Als Bundesaußenminister sind Sie im Moment besonders gefordert von der Entwicklung im Nahen Osten. Wie gefährlich ist die Lage dort?
Es ist eine ganz gefährliche Situation, mit der wir es zu tun haben. Wenn wir das nicht in den Griff bekommen, dann droht sich der Konflikt in der ganzen Region zu verstärken und zu verschärfen. Das müssen wir unter allen Umständen verhindern. Meine Hauptaufgabe ist, mit den Kollegen in der Region dort zu sprechen – mit Israel, aber auch mit allen anderen Kollegen, um nach Wegen zu suchen, um zunächst einmal einen Waffenstillstand zu erreichen. Das ist etwas, an dem wir mit vereinten Kräften auch als Europäische Union arbeiten müssen. Erster Schritt muss sein, dass die Waffen schweigen und das Sterben von unschuldigen Menschen endet.

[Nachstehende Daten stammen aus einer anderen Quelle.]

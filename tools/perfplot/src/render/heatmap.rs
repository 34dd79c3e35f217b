//! Annotated speedup heatmaps.
//!
//! A heatmap shows one `[range_extend, param]` plane of a speedup tensor.
//! Cells are colored on a diverging scale centered at zero (regressions red,
//! improvements blue) and annotated with their percentage.

use std::path::Path;

use plotters::coord::Shift;
use plotters::prelude::*;
use plotters::style::text_anchor::{HPos, Pos, VPos};

use super::{
    Artifact, CAPTION_FONT, DrawResult, Figure, LABEL_FONT, category_label, render_figure,
};
use crate::config::ImageFormat;
use crate::error::{ReportError, Result};
use crate::tensor::transpose;

const NEGATIVE: RGBColor = RGBColor(178, 24, 43);
const POSITIVE: RGBColor = RGBColor(33, 102, 172);

/// Width reserved for the color legend.
const LEGEND_WIDTH: u32 = 140;
/// Gradient steps of the color legend.
const LEGEND_STEPS: usize = 100;

/// Labels and placement of one heatmap.
#[derive(Debug, Clone, Copy)]
pub struct HeatmapSpec<'a> {
    /// Platform the log was produced on.
    pub platform: &'a str,
    /// Test case display name.
    pub test_case: &'a str,
    /// Metric label.
    pub metric_label: &'a str,
    /// Range-extension tick labels.
    pub range_labels: &'a [String],
    /// Parameter tick labels.
    pub param_labels: &'a [String],
    /// Draw `[param, range_extend]` instead of `[range_extend, param]`.
    pub transpose: bool,
}

/// A grid of fractional speedups, row 0 drawn at the top.
#[derive(Debug, Clone)]
pub struct Heatmap {
    /// Caption.
    pub title: String,
    /// Row tick labels.
    pub row_labels: Vec<String>,
    /// Column tick labels.
    pub col_labels: Vec<String>,
    /// Y axis description.
    pub row_desc: String,
    /// X axis description.
    pub col_desc: String,
    /// Values as fractions (0.25 is 25%), indexed `[row][col]`.
    pub cells: Vec<Vec<f64>>,
}

impl Heatmap {
    fn rows(&self) -> usize {
        self.cells.len()
    }

    fn cols(&self) -> usize {
        self.cells.first().map_or(0, Vec::len)
    }

    /// Largest finite magnitude, floored so an all-zero plane still scales.
    fn scale(&self) -> f64 {
        self.cells
            .iter()
            .flatten()
            .filter(|v| v.is_finite())
            .fold(1e-6, |acc: f64, v| acc.max(v.abs()))
    }
}

/// Map `value` in `[-scale, scale]` onto the diverging palette.
pub fn diverging_color(value: f64, scale: f64) -> RGBColor {
    if !value.is_finite() || scale <= 0.0 {
        return RGBColor(200, 200, 200);
    }
    let t = (value / scale).clamp(-1.0, 1.0);
    let target = if t < 0.0 { NEGATIVE } else { POSITIVE };
    let w = t.abs();
    let blend = |end: u8| (255.0 + (f64::from(end) - 255.0) * w).round() as u8;
    RGBColor(blend(target.0), blend(target.1), blend(target.2))
}

impl Figure for Heatmap {
    fn size(&self) -> (u32, u32) {
        let width = 160 + 70 * self.cols() as u32 + LEGEND_WIDTH;
        let height = 140 + 48 * self.rows() as u32;
        (width.clamp(480, 2400), height.clamp(320, 1800))
    }

    fn draw<DB>(&self, root: &DrawingArea<DB, Shift>, text: bool) -> DrawResult
    where
        DB: DrawingBackend,
        DB::ErrorType: 'static,
    {
        root.fill(&WHITE)?;
        let (width, _) = root.dim_in_pixel();
        let (grid_area, legend_area) =
            root.split_horizontally(width.saturating_sub(LEGEND_WIDTH) as i32);

        let rows = self.rows();
        let cols = self.cols();
        let scale = self.scale();

        let mut builder = ChartBuilder::on(&grid_area);
        builder.margin(12);
        if text {
            builder
                .caption(&self.title, CAPTION_FONT)
                .x_label_area_size(50)
                .y_label_area_size(80);
        }
        // Cell (r, c) is centered on integer coordinates so ticks land on labels.
        let mut chart =
            builder.build_cartesian_2d(-0.5f64..cols as f64 - 0.5, -0.5f64..rows as f64 - 0.5)?;

        // Row 0 is drawn at the top.
        let flip = |r: usize| (rows - 1 - r) as f64;
        let row_labels: Vec<String> = self.row_labels.iter().rev().cloned().collect();

        if text {
            chart
                .configure_mesh()
                .disable_mesh()
                .x_desc(self.col_desc.as_str())
                .y_desc(self.row_desc.as_str())
                .label_style(LABEL_FONT)
                .x_labels(cols + 1)
                .y_labels(rows + 1)
                .x_label_formatter(&|x| category_label(&self.col_labels, *x))
                .y_label_formatter(&|y| category_label(&row_labels, *y))
                .draw()?;
        }

        for (r, row) in self.cells.iter().enumerate() {
            let y = flip(r);
            chart.draw_series(row.iter().enumerate().map(|(c, &v)| {
                let x = c as f64;
                Rectangle::new(
                    [(x - 0.5, y - 0.5), (x + 0.5, y + 0.5)],
                    diverging_color(v, scale).filled(),
                )
            }))?;
        }

        if text {
            let style = LABEL_FONT
                .into_font()
                .color(&BLACK)
                .pos(Pos::new(HPos::Center, VPos::Center));
            for (r, row) in self.cells.iter().enumerate() {
                let y = flip(r);
                chart.draw_series(row.iter().enumerate().map(|(c, &v)| {
                    Text::new(format!("{:.1}%", v * 100.0), (c as f64, y), style.clone())
                }))?;
            }
        }

        let pct = scale * 100.0;
        let mut legend_builder = ChartBuilder::on(&legend_area);
        legend_builder
            .margin_top(60)
            .margin_bottom(60)
            .margin_left(16)
            .margin_right(16);
        if text {
            legend_builder.y_label_area_size(56);
        }
        let mut legend = legend_builder.build_cartesian_2d(0f64..1.0, -pct..pct)?;
        if text {
            legend
                .configure_mesh()
                .disable_x_mesh()
                .disable_y_mesh()
                .disable_x_axis()
                .label_style(LABEL_FONT)
                .y_label_formatter(&|y| format!("{y:.0}%"))
                .draw()?;
        }
        let step = 2.0 * pct / LEGEND_STEPS as f64;
        legend.draw_series((0..LEGEND_STEPS).map(|i| {
            let y0 = -pct + step * i as f64;
            let color = diverging_color((y0 + step / 2.0) / 100.0, scale);
            Rectangle::new([(0.0, y0), (1.0, y0 + step)], color.filled())
        }))?;
        Ok(())
    }
}

/// Render one heatmap of `plane` (indexed `[range_extend][param]`) into `dir`.
pub fn render_heatmap(
    dir: &Path,
    spec: &HeatmapSpec<'_>,
    plane: &[Vec<f64>],
    format: ImageFormat,
) -> Result<Artifact> {
    let title = super::heatmap_title(spec.platform, spec.test_case, spec.metric_label);
    let ragged = plane.iter().any(|row| row.len() != spec.param_labels.len());
    if plane.len() != spec.range_labels.len() || ragged || plane.is_empty() {
        return Err(ReportError::ShapeMismatch {
            what: title,
            detail: format!(
                "heatmap plane is {}x{}, labels are {}x{}",
                plane.len(),
                plane.first().map_or(0, Vec::len),
                spec.range_labels.len(),
                spec.param_labels.len()
            ),
        });
    }

    let heatmap = if spec.transpose {
        Heatmap {
            title,
            row_labels: spec.param_labels.to_vec(),
            col_labels: spec.range_labels.to_vec(),
            row_desc: "params".into(),
            col_desc: "range extend".into(),
            cells: transpose(plane),
        }
    } else {
        Heatmap {
            title,
            row_labels: spec.range_labels.to_vec(),
            col_labels: spec.param_labels.to_vec(),
            row_desc: "range extend".into(),
            col_desc: "params".into(),
            cells: plane.to_vec(),
        }
    };

    let path = dir.join(super::heatmap_file_name(
        spec.platform,
        spec.test_case,
        spec.metric_label,
        format,
    ));
    render_figure(&heatmap, &path, format)?;
    Ok(Artifact {
        path,
        title: heatmap.title,
        data: heatmap.cells,
    })
}

#[cfg(test)]
mod tests {
    use super::*;

    fn labels(prefix: &str, n: usize) -> Vec<String> {
        (0..n).map(|i| format!("{prefix}{i}")).collect()
    }

    fn plane(rows: usize, cols: usize) -> Vec<Vec<f64>> {
        (0..rows)
            .map(|r| (0..cols).map(|c| (r * cols + c) as f64 / 100.0 - 0.05).collect())
            .collect()
    }

    #[test]
    fn renders_named_file() {
        let dir = tempfile::tempdir().unwrap();
        let ranges = labels("", 3);
        let params = labels("p", 4);
        let spec = HeatmapSpec {
            platform: "x86_64",
            test_case: "rem_pio2",
            metric_label: "time (s)",
            range_labels: &ranges,
            param_labels: &params,
            transpose: false,
        };
        let artifact = render_heatmap(dir.path(), &spec, &plane(3, 4), ImageFormat::Png).unwrap();
        assert_eq!(artifact.path, dir.path().join("x86_64-rem_pio2-time_(s).png"));
        assert_eq!(artifact.title, "x86_64-rem_pio2-time (s)");
        assert!(artifact.path.is_file());
    }

    #[test]
    fn svg_cells_are_annotated() {
        let dir = tempfile::tempdir().unwrap();
        let ranges = labels("", 2);
        let params = labels("p", 2);
        let spec = HeatmapSpec {
            platform: "aarch64",
            test_case: "exp",
            metric_label: "IR lines",
            range_labels: &ranges,
            param_labels: &params,
            transpose: false,
        };
        let cells = vec![vec![0.425, -0.1], vec![0.0, 0.2]];
        let artifact = render_heatmap(dir.path(), &spec, &cells, ImageFormat::Svg).unwrap();
        let svg = std::fs::read_to_string(&artifact.path).unwrap();
        assert!(svg.contains("42.5%"));
        assert!(svg.contains("-10.0%"));
        assert!(svg.contains("aarch64-exp-IR lines"));
    }

    #[test]
    fn svg_ticks_name_each_row_and_column_once() {
        let dir = tempfile::tempdir().unwrap();
        let ranges = labels("extend", 3);
        let params = labels("param", 4);
        let spec = HeatmapSpec {
            platform: "x86_64",
            test_case: "exp",
            metric_label: "time",
            range_labels: &ranges,
            param_labels: &params,
            transpose: false,
        };
        let artifact = render_heatmap(dir.path(), &spec, &plane(3, 4), ImageFormat::Svg).unwrap();
        let svg = std::fs::read_to_string(&artifact.path).unwrap();
        for label in ranges.iter().chain(&params) {
            assert_eq!(svg.matches(label.as_str()).count(), 1, "tick {label}");
        }
    }

    #[test]
    fn default_format_draws_titles() {
        let dir = tempfile::tempdir().unwrap();
        let ranges = labels("", 2);
        let params = labels("p", 2);
        let format = ImageFormat::default();
        let render = |platform: &str| {
            let spec = HeatmapSpec {
                platform,
                test_case: "exp",
                metric_label: "time",
                range_labels: &ranges,
                param_labels: &params,
                transpose: false,
            };
            let artifact = render_heatmap(dir.path(), &spec, &plane(2, 2), format).unwrap();
            std::fs::read(artifact.path).unwrap()
        };
        assert_ne!(render("x86_64"), render("aarch64"));
    }

    #[test]
    fn transpose_swaps_axes() {
        let dir = tempfile::tempdir().unwrap();
        let ranges = labels("", 2);
        let params = labels("p", 3);
        let spec = HeatmapSpec {
            platform: "x86_64",
            test_case: "exp",
            metric_label: "time",
            range_labels: &ranges,
            param_labels: &params,
            transpose: true,
        };
        let artifact = render_heatmap(dir.path(), &spec, &plane(2, 3), ImageFormat::Png).unwrap();
        assert_eq!(artifact.data.len(), 3);
        assert_eq!(artifact.data[0].len(), 2);
    }

    #[test]
    fn label_mismatch_is_rejected() {
        let dir = tempfile::tempdir().unwrap();
        let ranges = labels("", 6);
        let params = labels("p", 10);
        let spec = HeatmapSpec {
            platform: "x86_64",
            test_case: "exp",
            metric_label: "time",
            range_labels: &ranges,
            param_labels: &params,
            transpose: false,
        };
        let err = render_heatmap(dir.path(), &spec, &plane(5, 10), ImageFormat::Png).unwrap_err();
        assert!(matches!(err, ReportError::ShapeMismatch { .. }));
    }

    #[test]
    fn existing_heatmap_is_not_overwritten() {
        let dir = tempfile::tempdir().unwrap();
        let ranges = labels("", 1);
        let params = labels("p", 1);
        let spec = HeatmapSpec {
            platform: "x86_64",
            test_case: "exp",
            metric_label: "time",
            range_labels: &ranges,
            param_labels: &params,
            transpose: false,
        };
        render_heatmap(dir.path(), &spec, &[vec![0.1]], ImageFormat::Png).unwrap();
        let err = render_heatmap(dir.path(), &spec, &[vec![0.1]], ImageFormat::Png).unwrap_err();
        assert!(matches!(err, ReportError::ArtifactExists(_)));
    }

    #[test]
    fn palette_diverges_from_white() {
        assert_eq!(diverging_color(0.0, 1.0), RGBColor(255, 255, 255));
        assert_eq!(diverging_color(1.0, 1.0), POSITIVE);
        assert_eq!(diverging_color(-2.0, 1.0), NEGATIVE);
    }
}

Der Konflikt schlägt sich auch hierzulande nieder, brennende Fahnen als Beispiel genannt. Was bricht hierzulande auf?
Leider Antisemitismus, den es latent in Deutschland gibt, der völlig inakzeptabel ist. Dem müssen wir mit null Toleranz entgegentreten. Die Tatsache, dass wir jüdische Einrichtungen mit Polizei schützen müssen, ist schon schlimm genug. Dass es, wenn solche Konflikte im Nahen Osten aufbrechen, darüber hinausgeht, drauf muss der Staat mit allen zur Verfügung stehenden Mitteln reagieren. Der Rechtsstaat muss mit aller Härte vorgehen. Gerade wir in Deutschland müssen nicht nur sagen, sondern auch unter Beweis stellen, dass es gegenüber Antisemitismus kein Pardon gibt. Wer israelische Flaggen verbrennt oder antisemitische Hetze verbreitet, gehört nicht auf die Straße, sondern vor Gericht.